Zinc hydroxyl stannate 3-4, graphene oxide 10-14, N-hydroxy-succinamide 6-7, 1-ethyl-(3-dimethylaminopropyl) carbodiimide hydrochloride 10-12, p-aminobenzene sulfonic acid 7-9, styrene 30-40, potassium peroxydisulfate 0.1-0.2, lanthanum chloride 0.3-0.4, ethylenediaminetetraacetic acid 2-3, carbon fiber 1.7-2, the ammonia 50-67 of 20-25%, natural rubber 100-130, aluminium-magnesium silicate 3-5, decabromodiphenyl oxide 2-3, polyurethanes 1-3, aluminium dihydrogen phosphate 3-5, Pulvis Talci 10-12, lead sulfate tribasic 0.1-0.2, double decyl dimethyl ammonium bromide 1.7-2, sulfur 0.8-1, accelerant C PB1-2, antioxidant D 1-2.

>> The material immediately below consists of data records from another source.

use crate::error::{CompileError, CompileResult};
use crate::ir::Value;
use std::collections::BTreeMap;

pub type AllocId = usize;

/// Where an allocation was made, which decides when it is released.
#[derive(Debug, Clone, Copy, PartialEq, Eq)]
pub enum Scope {
    /// Top-level statements of a unit or program.
    TopLevel,
    /// Body of a user function.
    Function,
}

#[derive(Debug, Clone, PartialEq)]
pub enum Ownership {
    /// Released when the scope that made it ends.
    Scope,
    /// Held by a variable; released when the variable is reassigned or freed.
    User { variable: String, ptr: Value },
}

#[derive(Debug, Clone, PartialEq)]
pub struct Allocation {
    pub id: AllocId,
    pub ownership: Ownership,
    pub scope: Scope,
    /// Stack cell holding the pointer returned by malloc.
    pub slot: Value,
}

impl Allocation {
    pub fn is_scope_owned(&self) -> bool {
        self.ownership == Ownership::Scope
    }
}

/// Live heap allocations, keyed by id.
#[derive(Debug, Clone, Default, PartialEq)]
pub struct Ledger {
    entries: BTreeMap<AllocId, Allocation>,
    next_id: AllocId,
}

impl Ledger {
    pub fn new() -> Self {
        Self::default()
    }

    pub fn record(&mut self, scope: Scope, slot: Value) -> AllocId {
        let id = self.next_id;
        self.next_id += 1;
        self.entries.insert(
            id,
            Allocation {
                id,
                ownership: Ownership::Scope,
                scope,
                slot,
            },
        );
        id
    }

    pub fn get(&self, id: AllocId) -> Option<&Allocation> {
        self.entries.get(&id)
    }

    pub fn contains(&self, id: AllocId) -> bool {
        self.entries.contains_key(&id)
    }

    pub fn len(&self) -> usize {
        self.entries.len()
    }

    pub fn is_empty(&self) -> bool {
        self.entries.is_empty()
    }

    /// Hands a scope-owned allocation to a variable living in `scope`.
    pub fn transfer(
        &mut self,
        id: AllocId,
        variable: &str,
        ptr: Value,
        scope: Scope,
    ) -> CompileResult<()> {
        match self.entries.get_mut(&id) {
            Some(entry) if entry.is_scope_owned() => {
                entry.ownership = Ownership::User {
                    variable: variable.to_string(),
                    ptr,
                };
                entry.scope = scope;
                Ok(())
            }
            Some(_) => Err(CompileError::resource(format!(
                "allocation {} already belongs to a variable",
                id
            ))),
            None => Err(CompileError::resource(format!(
                "allocation {} is not live",
                id
            ))),
        }
    }

    pub fn remove(&mut self, id: AllocId) -> CompileResult<Allocation> {
        self.entries
            .remove(&id)
            .ok_or_else(|| CompileError::resource(format!("allocation {} is not live", id)))
    }

    /// Removes and returns what must be freed when `scope` ends. A function
    /// scope releases everything it made, including allocations held by its
    /// locals; the top level only releases temporaries.
    pub fn drain_scope(&mut self, scope: Scope) -> Vec<Allocation> {
        let ids: Vec<AllocId> = self
            .entries
            .values()
            .filter(|a| a.scope == scope && (scope == Scope::Function || a.is_scope_owned()))
            .map(|a| a.id)
            .collect();
        ids.into_iter()
            .filter_map(|id| self.entries.remove(&id))
            .collect()
    }

    pub fn drain_all(&mut self) -> Vec<Allocation> {
        std::mem::take(&mut self.entries).into_values().collect()
    }
}
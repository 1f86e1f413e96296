use taulang::cli::Cli;
use taulang::codegen::aot;
use taulang::codegen::jit::JitBackend;
use taulang::config::Options;
use taulang::driver::{self, INDENT, LineSource, SourceBuffer, StrSource};
use taulang::error::CompileError;
use taulang::repl::Repl;
use taulang::session::Session;

use anyhow::Context as _;
use inkwell::context::Context;
use palc::Parser;
use rustyline::DefaultEditor;
use rustyline::error::ReadlineError;
use yansi::Paint;

use std::fs;
use std::path::Path;
use std::process::ExitCode;

/// Reads lines from the terminal, pre-filling the indentation of the block
/// being entered.
struct Prompt {
    editor: DefaultEditor,
}

impl LineSource for Prompt {
    fn read_line(&mut self, level: usize) -> Option<String> {
        let prompt = if level == 0 { "Tau> " } else { "---> " };
        let indent = " ".repeat(level * INDENT);
        match self.editor.readline_with_initial(prompt, (&indent, "")) {
            Ok(line) => {
                if !line.trim().is_empty() {
                    let _ = self.editor.add_history_entry(line.as_str());
                }
                Some(line)
            }
            // abandons the block being typed
            Err(ReadlineError::Interrupted) => Some(String::new()),
            Err(ReadlineError::Eof) => None,
            Err(e) => {
                eprintln!("{} {}", "repl error:".red(), e);
                None
            }
        }
    }

    fn is_interactive(&self) -> bool {
        true
    }
}

fn history_path() -> Option<String> {
    let home = std::env::var("HOME").ok()?;
    Some(format!("{}/.tauhistory", home))
}

fn run_repl(options: Options) -> anyhow::Result<()> {
    let context = Context::create();
    let backend = JitBackend::new(&context)?;
    let mut repl = Repl::new(Session::new(options), backend);

    let mut editor = DefaultEditor::new().context("failed to open the terminal")?;
    let history = history_path();
    if let Some(path) = &history {
        let _ = editor.load_history(path);
    }

    let mut source = SourceBuffer::new(Prompt { editor });
    repl.run(&mut source);

    if let Some(path) = &history {
        let _ = source.source_mut().editor.save_history(path);
    }
    Ok(())
}

fn compile_file(path: &Path, options: Options) -> anyhow::Result<()> {
    let text = fs::read_to_string(path)
        .with_context(|| format!("failed to read {}", path.display()))?;

    let mut session = Session::new(options);
    let mut source = SourceBuffer::new(StrSource::new(&text));
    let unit = driver::compile_program(&mut session, &mut source)?;
    aot::build_executable(&unit, &session.options.output)
        .with_context(|| format!("failed to build {}", session.options.output.display()))?;
    Ok(())
}

fn main() -> ExitCode {
    let cli = Cli::parse();
    let options = cli.options();

    let (result, file) = match &cli.path {
        Some(path) => (compile_file(path, options), path.display().to_string()),
        None => (run_repl(options), taulang::repl::STDIN.to_string()),
    };

    match result {
        Ok(()) => ExitCode::SUCCESS,
        Err(e) => {
            match e.downcast_ref::<CompileError>() {
                Some(compile) => compile.eprint(&file),
                None => eprintln!("{} {:#}", "error:".red().bold(), e),
            }
            ExitCode::FAILURE
        }
    }
}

2. the preparation method of the bag coating compound of a fire-type printing rubber roll as claimed in claim 1, it is characterised in that comprise the following steps:

(1) being joined in its weight 7-10 times deionized water by above-mentioned aluminium dihydrogen phosphate, stir, add graphene oxide, at 80-90 DEG C, insulated and stirred is done to water, obtains phosphoric acid graphite oxide dilute；

(2) by dilute for phosphoric acid graphite oxide N joining its weight 50-60 times, in dinethylformamide, supersound process 20-30 minute, add 1-ethyl-(3-dimethylaminopropyl) carbodiimide hydrochloride, N-hydroxy-succinamide, stirring mixing 1.7-2 hour, add p-aminobenzene sulfonic acid, stirring reaction 23-24 hour under room temperature, wash with water 3-4 time, the most ultrasonic 10-15 minute, obtain sulfonated graphite dilute；

(3) take the 50-60% of above-mentioned pair of decyl dimethyl ammonium bromide weight, join in the deionized water of its weight 50-60 times, stir, add zinc hydroxyl stannate, insulated and stirred 10-15 minute at 70-80 DEG C, obtain fire prevention emulsion；

(4) sulfonated graphite is dilute, fire prevention emulsion, styrene mix, and stir, add the deionized water of compound weight 43-37%, ultrasonic 10-15 minute, obtain sulfonation emulsion；

(5) above-mentioned ethylenediaminetetraacetic acid is joined in the ammonia of 20-25%, add lanthanum chloride, insulated and stirred 20-30 minute at 60-70 DEG C, add carbon fiber, heat-insulation soaking 1-2 hour, obtain rare earth modified carbon fiber solution；

(6) by above-mentioned aluminium-magnesium silicate, decabromodiphenyl oxide mixing, ball milling is uniform, joins in above-mentioned rare earth modified carbon fiber solution, adds remaining pair of decyl dimethyl ammonium bromide, stir, obtains rare earth modified fire proofing firbre emulsion；

(7) in above-mentioned sulfonation emulsion, potassium peroxydisulfate is added; stir; under nitrogen protection, 70-80 DEG C of insulated and stirred 5-6 hour, it is cooled to room temperature; add above-mentioned rare earth modified fire proofing firbre emulsion; supersound process 10-15 minute, sucking filtration, remove filtrate; it is vacuum dried 2-3 hour at 60-70 DEG C, obtains polymer modification compounded mix；

(8) above-mentioned polymer modification compounded mix is mixed with natural rubber, send in banbury, banburying 40-50s at 65-90 DEG C, the addition each raw material in addition to sulfur, mixing 10-12 minute, binder removal, it is cooled to less than 50 DEG C, puts in mill, add and remain each raw material, thin logical 3-5 time, to obtain final product.